In the data that follows, count each line with the string "ForecastContext"; the reply is the number only.

> **Information**:
○ ○ ○

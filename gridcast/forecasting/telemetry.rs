use std::{fmt, path::PathBuf, sync::Arc};

use anyhow::Result;
use serde_json::Value;
use shared_event_bus::{EventPublisher, EventRecord};
use shared_logging::{JsonLogger, LogLevel, LogRecord};
use tokio::runtime::{Builder, Handle, Runtime};
use uuid::Uuid;

/// Builder for forecasting telemetry sinks.
pub struct ForecastTelemetryBuilder {
    module: String,
    log_path: Option<PathBuf>,
    min_level: LogLevel,
    event_publisher: Option<Arc<dyn EventPublisher>>,
}

impl ForecastTelemetryBuilder {
    /// Creates the builder.
    #[must_use]
    pub fn new(module: impl Into<String>) -> Self {
        Self {
            module: module.into(),
            log_path: None,
            min_level: LogLevel::Info,
            event_publisher: None,
        }
    }

    /// Sets the log path.
    #[must_use]
    pub fn log_path(mut self, path: impl Into<PathBuf>) -> Self {
        self.log_path = Some(path.into());
        self
    }

    /// Sets the lowest level written to the log.
    #[must_use]
    pub const fn min_level(mut self, level: LogLevel) -> Self {
        self.min_level = level;
        self
    }

    /// Sets the event publisher.
    #[must_use]
    pub fn event_publisher(mut self, publisher: Arc<dyn EventPublisher>) -> Self {
        self.event_publisher = Some(publisher);
        self
    }

    /// Builds the telemetry handle.
    pub fn build(self) -> Result<ForecastTelemetry> {
        let logger = match self.log_path {
            Some(path) => Some(JsonLogger::with_min_level(path, self.min_level)?),
            None => None,
        };
        let event = match self.event_publisher {
            Some(publisher) => Some(EventHandle::new(publisher)?),
            None => None,
        };
        Ok(ForecastTelemetry {
            inner: Arc::new(TelemetryInner {
                module: self.module,
                logger,
                event,
            }),
        })
    }
}

/// Telemetry handle shared by the dataset store, trainer, registry and service.
///
/// Cheap to clone. Both sinks are optional; a handle without sinks is a no-op.
#[derive(Clone)]
pub struct ForecastTelemetry {
    inner: Arc<TelemetryInner>,
}

impl fmt::Debug for ForecastTelemetry {
    fn fmt(&self, f: &mut fmt::Formatter<'_>) -> fmt::Result {
        f.debug_struct("ForecastTelemetry")
            .field("module", &self.inner.module)
            .field("logs", &self.inner.logger.is_some())
            .field("events", &self.inner.event.is_some())
            .finish()
    }
}

impl Default for ForecastTelemetry {
    fn default() -> Self {
        Self::disabled()
    }
}

struct TelemetryInner {
    module: String,
    logger: Option<JsonLogger>,
    event: Option<EventHandle>,
}

// runtime is driven only outside async contexts and shut down without blocking,
// so the handle may be dropped inside another runtime
struct EventHandle {
    runtime: Option<Runtime>,
    publisher: Arc<dyn EventPublisher>,
}

impl EventHandle {
    fn new(publisher: Arc<dyn EventPublisher>) -> Result<Self> {
        Ok(Self {
            runtime: Some(Builder::new_current_thread().enable_all().build()?),
            publisher,
        })
    }

    fn publish(&self, record: EventRecord) -> Result<()> {
        if let Ok(handle) = Handle::try_current() {
            let publisher = Arc::clone(&self.publisher);
            handle.spawn(async move {
                if let Err(err) = publisher.publish(record).await {
                    eprintln!("telemetry event publish failed: {err:?}");
                }
            });
            Ok(())
        } else {
            self.runtime
                .as_ref()
                .map_or(Ok(()), |runtime| runtime.block_on(self.publisher.publish(record)))
        }
    }
}

impl Drop for EventHandle {
    fn drop(&mut self) {
        if let Some(runtime) = self.runtime.take() {
            runtime.shutdown_background();
        }
    }
}

impl ForecastTelemetry {
    /// Returns a builder.
    #[must_use]
    pub fn builder(module: impl Into<String>) -> ForecastTelemetryBuilder {
        ForecastTelemetryBuilder::new(module)
    }

    /// Handle with no sinks.
    #[must_use]
    pub fn disabled() -> Self {
        Self {
            inner: Arc::new(TelemetryInner {
                module: "gridcast".into(),
                logger: None,
                event: None,
            }),
        }
    }

    /// Logs structured metadata.
    pub fn log(&self, level: LogLevel, message: &str, metadata: Value) -> Result<()> {
        if let Some(logger) = &self.inner.logger {
            let record = LogRecord::new(&self.inner.module, level, message).with_metadata(metadata);
            logger.log(&record)?;
        }
        Ok(())
    }

    /// Emits an event on the bus.
    pub fn event(&self, event_type: &str, payload: Value) -> Result<()> {
        if let Some(handle) = &self.inner.event {
            handle.publish(EventRecord {
                id: format!("evt-{}", Uuid::new_v4()),
                source: self.inner.module.clone(),
                event_type: event_type.into(),
                timestamp: chrono::Utc::now().to_rfc3339(),
                payload,
            })?;
        }
        Ok(())
    }
}

#[cfg(test)]
mod tests {
    use super::*;
    use serde_json::json;
    use shared_event_bus::MemoryEventBus;
    use tempfile::tempdir;

    #[test]
    fn telemetry_writes_log_and_event() {
        let tmp = tempdir().unwrap();
        let path = tmp.path().join("gridcast.log");
        let bus = Arc::new(MemoryEventBus::new(16));
        let telemetry = ForecastTelemetry::builder("gridcast.service")
            .log_path(&path)
            .event_publisher(bus.clone())
            .build()
            .unwrap();
        telemetry
            .log(LogLevel::Info, "gridcast.upload.completed", json!({ "rows": 3 }))
            .unwrap();
        telemetry
            .event("gridcast.registry.swapped", json!({ "version": 2 }))
            .unwrap();
        let content = std::fs::read_to_string(&path).unwrap();
        assert!(content.contains("gridcast.upload.completed"));
        assert_eq!(bus.topic("gridcast.registry").len(), 1);
    }

    #[test]
    fn dropping_inside_an_async_context_does_not_panic() {
        let bus = Arc::new(MemoryEventBus::new(16));
        let telemetry = ForecastTelemetry::builder("gridcast.service")
            .event_publisher(bus.clone())
            .build()
            .unwrap();
        telemetry
            .event("gridcast.service.opened", json!({ "version": 0 }))
            .unwrap();
        let outer = Builder::new_current_thread().build().unwrap();
        outer.block_on(async move {
            telemetry
                .event("gridcast.registry.swapped", json!({ "version": 1 }))
                .unwrap();
            drop(telemetry);
        });
        assert!(!bus.topic("gridcast.service").is_empty());
    }

    #[test]
    fn min_level_filters_debug_records() {
        let tmp = tempdir().unwrap();
        let path = tmp.path().join("gridcast.log");
        let telemetry = ForecastTelemetry::builder("gridcast")
            .log_path(&path)
            .min_level(LogLevel::Warn)
            .build()
            .unwrap();
        telemetry
            .log(LogLevel::Info, "gridcast.predict.served", Value::Null)
            .unwrap();
        telemetry
            .log(LogLevel::Warn, "gridcast.predict.degraded", Value::Null)
            .unwrap();
        let content = std::fs::read_to_string(&path).unwrap();
        assert_eq!(content.lines().count(), 1);
    }

    #[test]
    fn disabled_handle_is_a_no_op() {
        let telemetry = ForecastTelemetry::disabled();
        assert!(telemetry.log(LogLevel::Error, "x", Value::Null).is_ok());
        assert!(telemetry.event("x", Value::Null).is_ok());
    }
}
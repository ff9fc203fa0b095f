use chrono::{DateTime, Datelike, Days, NaiveDate, Utc};
use serde::{Deserialize, Serialize};

use crate::{
    error::{ForecastError, ForecastResult},
    predictor::PredictorState,
    record::PredictionRequest,
};

/// Hour-of-day temperature offsets (°C) applied to the base temperature.
pub const DIURNAL_CURVE: [f64; 24] = [
    -4.0, -5.0, -6.0, -6.0, -5.0, -4.0, -2.0, 0.0, 2.0, 4.0, 6.0, 8.0, 9.0, 10.0, 10.0, 9.0, 8.0,
    6.0, 4.0, 2.0, 0.0, -1.0, -2.0, -3.0,
];

/// Calendar position a day forecast is made for.
#[derive(Debug, Clone, Copy, PartialEq, Eq, Serialize, Deserialize)]
pub struct ForecastContext {
    day_of_week: u8,
    month: u8,
}

impl ForecastContext {
    /// Validated context.
    pub fn new(day_of_week: u8, month: u8) -> ForecastResult<Self> {
        if day_of_week > 6 || !(1..=12).contains(&month) {
            return Err(ForecastError::InvalidRequest(format!(
                "invalid forecast context: day_of_week {day_of_week}, month {month}"
            )));
        }
        Ok(Self { day_of_week, month })
    }

    /// Context of a calendar date.
    #[must_use]
    pub fn for_date(date: NaiveDate) -> Self {
        Self {
            day_of_week: u8::try_from(date.weekday().num_days_from_monday()).unwrap_or(0),
            month: u8::try_from(date.month()).unwrap_or(1),
        }
    }

    /// Context of the current UTC date.
    #[must_use]
    pub fn today() -> Self {
        Self::for_date(Utc::now().date_naive())
    }

    /// Day of week (Monday = 0).
    #[must_use]
    pub const fn day_of_week(&self) -> u8 {
        self.day_of_week
    }

    /// Month.
    #[must_use]
    pub const fn month(&self) -> u8 {
        self.month
    }
}

/// One hour of a day forecast.
#[derive(Debug, Clone, Copy, PartialEq, Serialize, Deserialize)]
pub struct HourlyForecast {
    /// Hour of day.
    pub hour: u8,
    /// Assumed temperature, °C.
    pub temperature: f64,
    /// Predicted demand, MW.
    pub predicted_demand: f64,
}

/// 24-hour forecast computed against one predictor state.
#[derive(Debug, Clone, PartialEq, Serialize, Deserialize)]
pub struct DailyForecast {
    /// Hourly entries, hour 0 first.
    pub forecasts: Vec<HourlyForecast>,
    /// First hour with the highest demand.
    pub peak_hour: u8,
    /// Highest demand, MW.
    pub peak_demand: f64,
    /// First hour with the lowest demand.
    pub low_hour: u8,
    /// Lowest demand, MW.
    pub low_demand: f64,
    /// Sum of the hourly values, MWh.
    pub total_energy_mwh: f64,
    /// Base temperature the curve was applied to.
    pub base_temperature: f64,
    /// Calendar context.
    pub context: ForecastContext,
    /// Hours served by the pattern after a model failure.
    pub degraded_hours: usize,
    /// State version that produced every entry.
    pub state_version: u64,
    /// Generation time.
    pub generated_at: DateTime<Utc>,
}

impl DailyForecast {
    /// Summary analytics derived from this forecast alone.
    #[must_use]
    pub fn analytics(&self) -> Analytics {
        #[allow(clippy::cast_precision_loss)]
        let hours = self.forecasts.len().max(1) as f64;
        Analytics {
            avg_demand: self.total_energy_mwh / hours,
            max_demand: self.peak_demand,
            min_demand: self.low_demand,
            peak_hour: self.peak_hour,
            low_hour: self.low_hour,
            total_energy_24h: self.total_energy_mwh,
            base_temperature: self.base_temperature,
            state_version: self.state_version,
        }
    }
}

/// Summary statistics of a 24-hour forecast.
#[derive(Debug, Clone, Copy, PartialEq, Serialize, Deserialize)]
pub struct Analytics {
    /// Mean hourly demand, MW.
    pub avg_demand: f64,
    /// Peak demand, MW.
    pub max_demand: f64,
    /// Lowest demand, MW.
    pub min_demand: f64,
    /// Hour of the peak.
    pub peak_hour: u8,
    /// Hour of the trough.
    pub low_hour: u8,
    /// Energy over the day, MWh.
    pub total_energy_24h: f64,
    /// Base temperature used.
    pub base_temperature: f64,
    /// State version used.
    pub state_version: u64,
}

/// One day of a weekly forecast.
#[derive(Debug, Clone, PartialEq, Serialize, Deserialize)]
pub struct DaySummary {
    /// Weekday name.
    pub day: String,
    /// Calendar date.
    pub date: NaiveDate,
    /// Day of week (Monday = 0).
    pub day_of_week: u8,
    /// Mean hourly demand, MW.
    pub avg_demand: f64,
    /// Peak demand, MW.
    pub peak_demand: f64,
    /// Hour of the peak.
    pub peak_hour: u8,
    /// Lowest demand, MW.
    pub min_demand: f64,
    /// Energy over the day, MWh.
    pub total_energy_mwh: f64,
}

/// Seven consecutive day summaries plus roll-ups.
#[derive(Debug, Clone, PartialEq, Serialize, Deserialize)]
pub struct WeeklyForecast {
    /// First forecast date.
    pub start_date: NaiveDate,
    /// Base temperature used for every day.
    pub base_temperature: f64,
    /// Per-day summaries.
    pub days: Vec<DaySummary>,
    /// Energy over the week, MWh.
    pub total_weekly_mwh: f64,
    /// Mean of the daily peaks, MW.
    pub avg_daily_peak: f64,
    /// State version used for all days.
    pub state_version: u64,
    /// Generation time.
    pub generated_at: DateTime<Utc>,
}

/// Runs the 24-hour procedure against `state`.
pub fn forecast_day(
    state: &PredictorState,
    base_temperature: f64,
    context: ForecastContext,
) -> ForecastResult<DailyForecast> {
    if !base_temperature.is_finite() {
        return Err(ForecastError::InvalidRequest(format!(
            "base temperature must be finite, got {base_temperature}"
        )));
    }

    let mut forecasts = Vec::with_capacity(DIURNAL_CURVE.len());
    let mut degraded_hours = 0;
    for (hour, offset) in (0_u8..).zip(DIURNAL_CURVE) {
        let request = PredictionRequest::new(
            base_temperature + offset,
            hour,
            context.day_of_week,
            context.month,
        )?;
        let prediction = state.predict(&request);
        degraded_hours += usize::from(prediction.degraded());
        forecasts.push(HourlyForecast {
            hour,
            temperature: request.temperature(),
            predicted_demand: prediction.demand_mw,
        });
    }

    let mut peak = forecasts[0];
    let mut low = forecasts[0];
    for entry in &forecasts[1..] {
        if entry.predicted_demand > peak.predicted_demand {
            peak = *entry;
        }
        if entry.predicted_demand < low.predicted_demand {
            low = *entry;
        }
    }
    let total_energy_mwh = forecasts.iter().map(|f| f.predicted_demand).sum();

    Ok(DailyForecast {
        forecasts,
        peak_hour: peak.hour,
        peak_demand: peak.predicted_demand,
        low_hour: low.hour,
        low_demand: low.predicted_demand,
        total_energy_mwh,
        base_temperature,
        context,
        degraded_hours,
        state_version: state.version(),
        generated_at: Utc::now(),
    })
}

/// Runs the 24-hour procedure for seven consecutive days from `start_date`.
pub fn forecast_week(
    state: &PredictorState,
    base_temperature: f64,
    start_date: NaiveDate,
) -> ForecastResult<WeeklyForecast> {
    let mut days = Vec::with_capacity(7);
    for offset in 0..7 {
        let date = start_date
            .checked_add_days(Days::new(offset))
            .ok_or_else(|| ForecastError::InvalidRequest(format!("date overflow after {start_date}")))?;
        let context = ForecastContext::for_date(date);
        let daily = forecast_day(state, base_temperature, context)?;
        let analytics = daily.analytics();
        days.push(DaySummary {
            day: date.format("%A").to_string(),
            date,
            day_of_week: context.day_of_week(),
            avg_demand: analytics.avg_demand,
            peak_demand: analytics.max_demand,
            peak_hour: analytics.peak_hour,
            min_demand: analytics.min_demand,
            total_energy_mwh: analytics.total_energy_24h,
        });
    }

    let total_weekly_mwh = days.iter().map(|d| d.total_energy_mwh).sum();
    #[allow(clippy::cast_precision_loss)]
    let avg_daily_peak = days.iter().map(|d| d.peak_demand).sum::<f64>() / days.len() as f64;
    Ok(WeeklyForecast {
        start_date,
        base_temperature,
        days,
        total_weekly_mwh,
        avg_daily_peak,
        state_version: state.version(),
        generated_at: Utc::now(),
    })
}

#[cfg(test)]
mod tests {
    use super::*;
    use crate::{
        pattern::{PatternConfig, PatternProfile},
        record::{Dataset, DemandRecord},
    };

    fn state() -> PredictorState {
        let data = Dataset::new(
            (0..24 * 14_u32)
                .map(|i| {
                    let hour = (i % 24) as u8;
                    let day = ((i / 24) % 7) as u8;
                    let weekend = if day >= 5 { 0.8 } else { 1.0 };
                    let shape = 1000.0 + 40.0 * (12.0 - (f64::from(hour) - 12.0).abs());
                    DemandRecord::new(shape * weekend, hour, day)
                        .with_temperature(20.0 + f64::from(i % 9))
                        .with_month(3)
                })
                .collect(),
        );
        PredictorState::initial(PatternProfile::learn(&data, &PatternConfig::default()))
    }

    #[test]
    fn daily_forecast_has_consistent_aggregates() {
        let daily = forecast_day(&state(), 25.0, ForecastContext::new(2, 3).unwrap()).unwrap();
        assert_eq!(daily.forecasts.len(), 24);
        let max = daily
            .forecasts
            .iter()
            .map(|f| f.predicted_demand)
            .fold(f64::MIN, f64::max);
        assert_eq!(daily.peak_demand, max);
        let first_peak = daily
            .forecasts
            .iter()
            .position(|f| f.predicted_demand == max)
            .unwrap();
        assert_eq!(usize::from(daily.peak_hour), first_peak);
        let total: f64 = daily.forecasts.iter().map(|f| f.predicted_demand).sum();
        assert!((daily.total_energy_mwh - total).abs() < 1e-9);
        assert_eq!(daily.forecasts[13].temperature, 35.0);
        assert_eq!(daily.degraded_hours, 0);
    }

    #[test]
    fn analytics_mirror_the_daily_forecast() {
        let daily = forecast_day(&state(), 18.0, ForecastContext::new(0, 3).unwrap()).unwrap();
        let analytics = daily.analytics();
        assert_eq!(analytics.peak_hour, daily.peak_hour);
        assert_eq!(analytics.low_hour, daily.low_hour);
        assert!((analytics.avg_demand * 24.0 - daily.total_energy_mwh).abs() < 1e-6);
    }

    #[test]
    fn weekly_forecast_reflects_day_effect() {
        // 2025-06-02 is a Monday
        let start = NaiveDate::from_ymd_opt(2025, 6, 2).unwrap();
        let week = forecast_week(&state(), 25.0, start).unwrap();
        assert_eq!(week.days.len(), 7);
        assert_eq!(week.days[0].day, "Monday");
        assert_eq!(week.days[6].day_of_week, 6);
        assert!(week.days[5].peak_demand < week.days[0].peak_demand);
        let total: f64 = week.days.iter().map(|d| d.total_energy_mwh).sum();
        assert!((week.total_weekly_mwh - total).abs() < 1e-6);
    }

    #[test]
    fn rejects_non_finite_base_temperature() {
        let err = forecast_day(&state(), f64::INFINITY, ForecastContext::today()).unwrap_err();
        assert_eq!(err.kind(), "InvalidRequestError");
        assert!(ForecastContext::new(7, 1).is_err());
    }

    #[test]
    fn hot_days_report_the_clamped_temperature() {
        let daily = forecast_day(&state(), 50.0, ForecastContext::new(2, 3).unwrap()).unwrap();
        assert!((daily.forecasts[0].temperature - 46.0).abs() < 1e-12);
        assert!((daily.forecasts[13].temperature - 55.0).abs() < 1e-12);
        assert!(daily.forecasts.iter().all(|f| f.temperature <= 55.0));
        assert!((daily.base_temperature - 50.0).abs() < 1e-12);
    }
}
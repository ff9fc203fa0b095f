#![deny(
    clippy::all,
    clippy::pedantic,
    clippy::nursery,
    missing_docs,
    rust_2018_idioms
)]

//! Gridcast forecasting core: demand dataset management, pattern learning,
//! regression training and hot-swapped forecast serving.

/// Error types shared by every forecasting component.
#[path = "../error.rs"]
pub mod error;

/// Demand records, datasets and prediction requests.
#[path = "../record.rs"]
pub mod record;

/// Upload validation and normalization.
#[path = "../validator.rs"]
pub mod validator;

/// Append-only dataset with bounded backups.
#[path = "../dataset_store.rs"]
pub mod dataset_store;

/// Feature vectors and standardization.
#[path = "../features.rs"]
pub mod features;

/// Hour/day/temperature demand profile.
#[path = "../pattern.rs"]
pub mod pattern;

/// Regression trainer and model artifacts.
#[path = "../training/main.rs"]
pub mod training;

/// Versioned artifact persistence.
#[path = "../artifact_store.rs"]
pub mod artifact_store;

/// Immutable predictor state.
#[path = "../predictor.rs"]
pub mod predictor;

/// Live predictor state owner.
#[path = "../registry.rs"]
pub mod registry;

/// 24-hour and weekly forecast generation.
#[path = "../generator.rs"]
pub mod generator;

/// TOML configuration.
#[path = "../config.rs"]
pub mod config;

/// Telemetry helpers for logging/event emission.
#[path = "../telemetry.rs"]
pub mod telemetry;

/// Forecasting service facade.
#[path = "../service.rs"]
pub mod service;

pub use config::{GridcastConfig, WriterPolicy};
pub use error::{ForecastError, ForecastResult, ValidationError};
pub use generator::{Analytics, DailyForecast, ForecastContext, WeeklyForecast};
pub use predictor::{PredictionSource, PredictorMode};
pub use record::{Dataset, DatasetStats, DemandRecord, PredictionRequest};
pub use service::{ForecastService, ServiceStatus, TrainingOutcome, UploadReport};
pub use telemetry::ForecastTelemetry;
pub use validator::TabularUpload;
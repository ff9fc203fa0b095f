#![deny(
    clippy::all,
    clippy::pedantic,
    clippy::nursery,
    missing_docs,
    rust_2018_idioms
)]

//! Event bus used to announce dataset, training and registry transitions.

use std::{
    collections::VecDeque,
    path::{Path, PathBuf},
    sync::Arc,
};

use anyhow::{Context, Result};
use async_trait::async_trait;
use parking_lot::Mutex;
use serde::{Deserialize, Serialize};
use tokio::{fs::OpenOptions, io::AsyncWriteExt, sync::broadcast};

/// Event envelope encoded as one JSON object.
#[derive(Debug, Clone, Serialize, Deserialize)]
pub struct EventRecord {
    /// Unique identifier.
    pub id: String,
    /// Component producing the event.
    pub source: String,
    /// Dotted topic, e.g. `gridcast.registry.swapped`.
    pub event_type: String,
    /// RFC 3339 timestamp.
    pub timestamp: String,
    /// Topic-specific payload.
    #[serde(default)]
    pub payload: serde_json::Value,
}

impl EventRecord {
    /// Returns true when the topic equals `prefix` or lives underneath it.
    #[must_use]
    pub fn matches(&self, prefix: &str) -> bool {
        self.event_type == prefix
            || self
                .event_type
                .strip_prefix(prefix)
                .is_some_and(|rest| rest.starts_with('.'))
    }
}

/// Publishing side of the bus.
#[async_trait]
pub trait EventPublisher: Send + Sync {
    /// Publishes one event.
    async fn publish(&self, event: EventRecord) -> Result<()>;
}

/// Subscribing side of the bus.
#[async_trait]
pub trait EventSubscriber: Send + Sync {
    /// Returns a receiver for events published after the call.
    async fn subscribe(&self) -> Result<broadcast::Receiver<EventRecord>>;
}

/// In-process broadcast bus with a bounded replay backlog.
#[derive(Debug, Clone)]
pub struct MemoryEventBus {
    sender: broadcast::Sender<EventRecord>,
    backlog: Arc<Mutex<VecDeque<EventRecord>>>,
    capacity: usize,
}

impl MemoryEventBus {
    /// Creates a bus retaining at most `capacity` events.
    #[must_use]
    pub fn new(capacity: usize) -> Self {
        let capacity = capacity.max(1);
        let (sender, _) = broadcast::channel(capacity);
        Self {
            sender,
            backlog: Arc::new(Mutex::new(VecDeque::with_capacity(capacity))),
            capacity,
        }
    }

    /// Retained events, oldest first.
    #[must_use]
    pub fn snapshot(&self) -> Vec<EventRecord> {
        self.backlog.lock().iter().cloned().collect()
    }

    /// Retained events whose topic lives under `prefix`.
    #[must_use]
    pub fn topic(&self, prefix: &str) -> Vec<EventRecord> {
        self.backlog
            .lock()
            .iter()
            .filter(|event| event.matches(prefix))
            .cloned()
            .collect()
    }
}

#[async_trait]
impl EventPublisher for MemoryEventBus {
    async fn publish(&self, event: EventRecord) -> Result<()> {
        {
            let mut backlog = self.backlog.lock();
            if backlog.len() == self.capacity {
                backlog.pop_front();
            }
            backlog.push_back(event.clone());
        }
        // no live subscribers is not an error
        let _ = self.sender.send(event);
        Ok(())
    }
}

#[async_trait]
impl EventSubscriber for MemoryEventBus {
    async fn subscribe(&self) -> Result<broadcast::Receiver<EventRecord>> {
        Ok(self.sender.subscribe())
    }
}

/// Publisher appending events to a JSON-lines file.
#[derive(Debug, Clone)]
pub struct FileEventPublisher {
    path: PathBuf,
}

impl FileEventPublisher {
    /// Creates a publisher writing to `path`, creating parent directories.
    pub fn new(path: impl AsRef<Path>) -> Result<Self> {
        let path = path.as_ref().to_path_buf();
        if let Some(parent) = path.parent() {
            std::fs::create_dir_all(parent)
                .with_context(|| format!("creating event log dir {}", parent.display()))?;
        }
        Ok(Self { path })
    }

    /// Event log location.
    #[must_use]
    pub fn path(&self) -> &Path {
        &self.path
    }
}

#[async_trait]
impl EventPublisher for FileEventPublisher {
    async fn publish(&self, event: EventRecord) -> Result<()> {
        let mut file = OpenOptions::new()
            .create(true)
            .append(true)
            .open(&self.path)
            .await
            .with_context(|| format!("opening event log {}", self.path.display()))?;
        let mut data = serde_json::to_vec(&event)?;
        data.push(b'\n');
        file.write_all(&data).await?;
        file.flush().await?;
        Ok(())
    }
}

#[cfg(test)]
mod tests {
    use super::*;
    use tempfile::tempdir;
    use tokio::runtime::Runtime;

    fn event(topic: &str) -> EventRecord {
        EventRecord {
            id: format!("evt-{topic}"),
            source: "gridcast.test".into(),
            event_type: topic.into(),
            timestamp: "2026-01-05T00:00:00Z".into(),
            payload: serde_json::json!({ "version": 2 }),
        }
    }

    #[test]
    fn publishes_and_receives() {
        let rt = Runtime::new().unwrap();
        rt.block_on(async {
            let bus = MemoryEventBus::new(8);
            let mut rx = bus.subscribe().await.unwrap();
            bus.publish(event("gridcast.registry.swapped")).await.unwrap();
            let received = rx.recv().await.unwrap();
            assert_eq!(received.event_type, "gridcast.registry.swapped");
        });
    }

    #[test]
    fn backlog_is_bounded() {
        let rt = Runtime::new().unwrap();
        rt.block_on(async {
            let bus = MemoryEventBus::new(2);
            for topic in ["a.one", "a.two", "a.three"] {
                bus.publish(event(topic)).await.unwrap();
            }
            let retained = bus.snapshot();
            assert_eq!(retained.len(), 2);
            assert_eq!(retained[0].event_type, "a.two");
        });
    }

    #[test]
    fn topic_filter_respects_segments() {
        let rt = Runtime::new().unwrap();
        rt.block_on(async {
            let bus = MemoryEventBus::new(8);
            bus.publish(event("gridcast.training.completed")).await.unwrap();
            bus.publish(event("gridcast.trainingx")).await.unwrap();
            bus.publish(event("gridcast.dataset.appended")).await.unwrap();
            assert_eq!(bus.topic("gridcast.training").len(), 1);
            assert_eq!(bus.topic("gridcast").len(), 3);
        });
    }

    #[test]
    fn file_publisher_appends_lines() {
        let rt = Runtime::new().unwrap();
        rt.block_on(async {
            let dir = tempdir().unwrap();
            let publisher = FileEventPublisher::new(dir.path().join("logs/events.jsonl")).unwrap();
            publisher.publish(event("gridcast.dataset.appended")).await.unwrap();
            publisher.publish(event("gridcast.dataset.restored")).await.unwrap();
            let content = std::fs::read_to_string(publisher.path()).unwrap();
            assert_eq!(content.lines().count(), 2);
            assert!(content.contains("gridcast.dataset.restored"));
        });
    }
}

○ ○ ○

> **Result**:
11